┌────────

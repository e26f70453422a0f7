//! Scripted [`UpstreamApi`] for driving the pipeline without a network
//!
//! Each operation replays a queue of replies; the last reply repeats once the
//! queue is down to it. Every call is counted.

use async_trait::async_trait;
use feedmirror_sync::error::SyncError;
use feedmirror_sync::upstream::{FeedPayload, Friend, MediaRef, Profile, RefreshedToken, UpstreamApi};
use serde_json::{json, Value};
use std::collections::VecDeque;
use std::sync::atomic::{AtomicUsize, Ordering};
use std::sync::Mutex;

/// One scripted upstream answer
#[derive(Debug, Clone)]
pub enum Reply<T> {
    Ok(T),
    Unauthorized,
    RefreshFailed,
    Status(u16),
    Transport,
}

impl<T> Reply<T> {
    fn into_result(self) -> Result<T, SyncError> {
        match self {
            Reply::Ok(value) => Ok(value),
            Reply::Unauthorized => Err(SyncError::Unauthorized),
            Reply::RefreshFailed => Err(SyncError::RefreshFailed("refresh token expired".to_string())),
            Reply::Status(status_code) => Err(SyncError::Upstream { status_code }),
            Reply::Transport => Err(SyncError::Transport("connection reset".to_string())),
        }
    }
}

pub struct Script<T> {
    replies: Mutex<VecDeque<Reply<T>>>,
    calls: AtomicUsize,
}

impl<T: Clone> Script<T> {
    fn new(replies: Vec<Reply<T>>) -> Self {
        Self {
            replies: Mutex::new(replies.into()),
            calls: AtomicUsize::new(0),
        }
    }

    fn next(&self) -> Result<T, SyncError> {
        self.calls.fetch_add(1, Ordering::SeqCst);
        let mut replies = self.replies.lock().unwrap();
        let reply = if replies.len() > 1 {
            replies.pop_front()
        } else {
            replies.front().cloned()
        };
        reply.expect("script has at least one reply").into_result()
    }

    pub fn calls(&self) -> usize {
        self.calls.load(Ordering::SeqCst)
    }
}

pub struct StubUpstream {
    pub feed: Script<Value>,
    pub refresh: Script<String>,
    pub profile: Script<Profile>,
    pub friends: Script<Vec<Friend>>,
    /// Access tokens presented to `fetch_feed`, in call order
    pub feed_tokens: Mutex<Vec<String>>,
}

impl StubUpstream {
    /// Empty feed, failing refresh, profile `u0`/`me`, no friends
    pub fn new() -> Self {
        Self {
            feed: Script::new(vec![Reply::Ok(json!([]))]),
            refresh: Script::new(vec![Reply::RefreshFailed]),
            profile: Script::new(vec![Reply::Ok(profile("u0", "me"))]),
            friends: Script::new(vec![Reply::Ok(Vec::new())]),
            feed_tokens: Mutex::new(Vec::new()),
        }
    }

    pub fn with_feed(mut self, replies: Vec<Reply<Value>>) -> Self {
        self.feed = Script::new(replies);
        self
    }

    pub fn with_refresh(mut self, replies: Vec<Reply<String>>) -> Self {
        self.refresh = Script::new(replies);
        self
    }

    pub fn with_profile(mut self, replies: Vec<Reply<Profile>>) -> Self {
        self.profile = Script::new(replies);
        self
    }

    pub fn with_friends(mut self, replies: Vec<Reply<Vec<Friend>>>) -> Self {
        self.friends = Script::new(replies);
        self
    }

    pub fn feed_tokens(&self) -> Vec<String> {
        self.feed_tokens.lock().unwrap().clone()
    }
}

#[async_trait]
impl UpstreamApi for StubUpstream {
    async fn fetch_feed(&self, access_token: &str) -> Result<FeedPayload, SyncError> {
        self.feed_tokens.lock().unwrap().push(access_token.to_string());
        self.feed.next().map(FeedPayload)
    }

    async fn refresh_access_token(&self, _refresh_token: &str) -> Result<RefreshedToken, SyncError> {
        self.refresh.next().map(|access_token| RefreshedToken {
            access_token,
            id_token: None,
        })
    }

    async fn fetch_profile(&self, _access_token: &str) -> Result<Profile, SyncError> {
        self.profile.next()
    }

    async fn fetch_friends(&self, _access_token: &str) -> Result<Vec<Friend>, SyncError> {
        self.friends.next()
    }
}

pub fn profile(id: &str, username: &str) -> Profile {
    Profile {
        id: id.to_string(),
        username: username.to_string(),
        phone_number: Some("+15550000000".to_string()),
        fullname: Some("Session Owner".to_string()),
        profile_picture: Some(MediaRef {
            url: Some(format!("https://img/{}.jpg", username)),
        }),
    }
}

pub fn friend(id: &str, username: &str) -> Friend {
    Friend {
        id: id.to_string(),
        username: username.to_string(),
        fullname: None,
        profile_picture: None,
    }
}

/// Grouped-format feed with one post per `(post_id, owner_id, username, photo_url)`
pub fn grouped_feed(posts: &[(&str, &str, &str, &str)]) -> Value {
    let groups: Vec<Value> = posts
        .iter()
        .map(|(post_id, owner_id, username, photo_url)| {
            json!({
                "user": {"id": owner_id, "username": username},
                "posts": [{
                    "id": post_id,
                    "primary": {"url": photo_url},
                    "takenAt": "2024-03-01T09:30:00Z"
                }]
            })
        })
        .collect();

    json!({ "friendsPosts": groups })
}
//! Upstream Client
//!
//! The four remote operations the pipeline needs from the feed provider. All of
//! them only cross the process boundary; none touches local state.

pub mod client;

pub use client::HttpUpstream;

use async_trait::async_trait;
use serde::{Deserialize, Serialize};

use crate::error::SyncError;

/// Raw provider feed body, handed to the normalizer untouched
#[derive(Debug, Clone, PartialEq)]
pub struct FeedPayload(pub serde_json::Value);

/// Result of exchanging a refresh token
#[derive(Debug, Clone)]
pub struct RefreshedToken {
    pub access_token: String,
    pub id_token: Option<String>,
}

/// Provider picture reference (`{"url": ...}`)
#[derive(Debug, Clone, Default, PartialEq, Eq, Serialize, Deserialize)]
pub struct MediaRef {
    pub url: Option<String>,
}

/// Session owner's own profile
#[derive(Debug, Clone, PartialEq, Eq, Serialize, Deserialize)]
#[serde(rename_all = "camelCase")]
pub struct Profile {
    pub id: String,
    pub username: String,
    #[serde(default)]
    pub phone_number: Option<String>,
    #[serde(default)]
    pub fullname: Option<String>,
    #[serde(default)]
    pub profile_picture: Option<MediaRef>,
}

impl Profile {
    pub fn profile_picture_url(&self) -> Option<String> {
        self.profile_picture.as_ref().and_then(|p| p.url.clone())
    }
}

/// Entry of the provider's friend list
#[derive(Debug, Clone, PartialEq, Eq, Serialize, Deserialize)]
#[serde(rename_all = "camelCase")]
pub struct Friend {
    pub id: String,
    pub username: String,
    #[serde(default)]
    pub fullname: Option<String>,
    #[serde(default)]
    pub profile_picture: Option<MediaRef>,
}

impl Friend {
    pub fn profile_picture_url(&self) -> Option<String> {
        self.profile_picture.as_ref().and_then(|p| p.url.clone())
    }
}

/// Remote operations against the feed provider
///
/// Implemented over HTTP by [`HttpUpstream`]; tests drive the pipeline with
/// scripted implementations.
#[async_trait]
pub trait UpstreamApi: Send + Sync {
    /// Fetch the friend feed
    ///
    /// # Errors
    /// `Unauthorized` on 401/403, `Upstream` on other non-2xx, `Transport` on
    /// network failure or timeout.
    async fn fetch_feed(&self, access_token: &str) -> Result<FeedPayload, SyncError>;

    /// Exchange a refresh token for a new access token
    ///
    /// # Errors
    /// `RefreshFailed` when either exchange step rejects.
    async fn refresh_access_token(&self, refresh_token: &str) -> Result<RefreshedToken, SyncError>;

    /// Fetch the session owner's profile
    async fn fetch_profile(&self, access_token: &str) -> Result<Profile, SyncError>;

    /// Fetch the session owner's friend list
    async fn fetch_friends(&self, access_token: &str) -> Result<Vec<Friend>, SyncError>;
}
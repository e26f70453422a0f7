//! Common error types for feedmirror

use thiserror::Error;

/// Common result type for feedmirror operations
pub type Result<T> = std::result::Result<T, Error>;

/// Common error types across feedmirror crates
#[derive(Error, Debug)]
pub enum Error {
    /// Database operation error (wraps sqlx::Error)
    #[error("Database error: {0}")]
    Database(#[from] sqlx::Error),

    /// I/O operation error (wraps std::io::Error)
    #[error("IO error: {0}")]
    Io(#[from] std::io::Error),

    /// Configuration loading or validation error
    #[error("Configuration error: {0}")]
    Config(String),

    /// Requested resource not found
    #[error("Not found: {0}")]
    NotFound(String),

    /// Invalid user input or request parameter
    #[error("Invalid input: {0}")]
    InvalidInput(String),

    /// Internal server error
    #[error("Internal error: {0}")]
    Internal(String),
}

impl Error {
    /// True when SQLite reported lock contention (`SQLITE_BUSY` / `SQLITE_LOCKED`)
    pub fn is_lock_contention(&self) -> bool {
        match self {
            Error::Database(db_err) => {
                let text = db_err.to_string();
                text.contains("database is locked") || text.contains("database table is locked")
            }
            _ => false,
        }
    }
}
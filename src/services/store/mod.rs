//! # Account Store
//!
//! Persistence seam for doctor and patient records. Handlers only talk to the
//! [`AccountStore`] trait, which has two implementations:
//!
//! - [`PgAccountStore`] - PostgreSQL via sqlx, used whenever `DATABASE_URL` is set
//! - [`MemoryAccountStore`] - process local maps for development and tests
//!
//! ## Uniqueness
//!
//! Inserts are atomic "insert if absent" operations keyed on the email
//! address. A second insert for the same email fails with
//! [`StoreError::EmailTaken`] no matter how the two requests interleave.

mod memory;
mod postgres;

use async_trait::async_trait;
use thiserror::Error;
use uuid::Uuid;

use crate::models::{Doctor, NewDoctor, NewPatient, Patient};

pub use memory::MemoryAccountStore;
pub use postgres::PgAccountStore;

/// Errors that can occur during store operations
#[derive(Debug, Error)]
pub enum StoreError {
    #[error("email already registered")]
    EmailTaken,
    #[error("database error: {0}")]
    Db(#[from] sqlx::Error),
}

/// Lookup and insert operations for both account kinds.
///
/// Emails passed in are expected to be normalized already
/// (see [`crate::utils::validator::normalize_email`]).
#[async_trait]
pub trait AccountStore: Send + Sync {
    async fn find_doctor_by_email(&self, email: &str) -> Result<Option<Doctor>, StoreError>;

    async fn find_doctor_by_id(&self, id: Uuid) -> Result<Option<Doctor>, StoreError>;

    /// Inserts a doctor unless one with the same email exists.
    ///
    /// # Errors
    ///
    /// - [`StoreError::EmailTaken`] - the email is already registered
    /// - [`StoreError::Db`] - the datastore failed
    async fn insert_doctor(&self, doctor: NewDoctor) -> Result<Doctor, StoreError>;

    async fn find_patient_by_email(&self, email: &str) -> Result<Option<Patient>, StoreError>;

    async fn find_patient_by_id(&self, id: Uuid) -> Result<Option<Patient>, StoreError>;

    /// Inserts a patient with a zero wallet balance unless the email exists.
    ///
    /// # Errors
    ///
    /// Same as [`AccountStore::insert_doctor`].
    async fn insert_patient(&self, patient: NewPatient) -> Result<Patient, StoreError>;
}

└────────

**What is expected**
Every line of the listing that includes the word "Unauthorized" must be copied.

**Task solution**
    Unauthorized,
            Reply::Unauthorized => Err(SyncError::Unauthorized),
    /// `Unauthorized` on 401/403, `Upstream` on other non-2xx, `Transport` on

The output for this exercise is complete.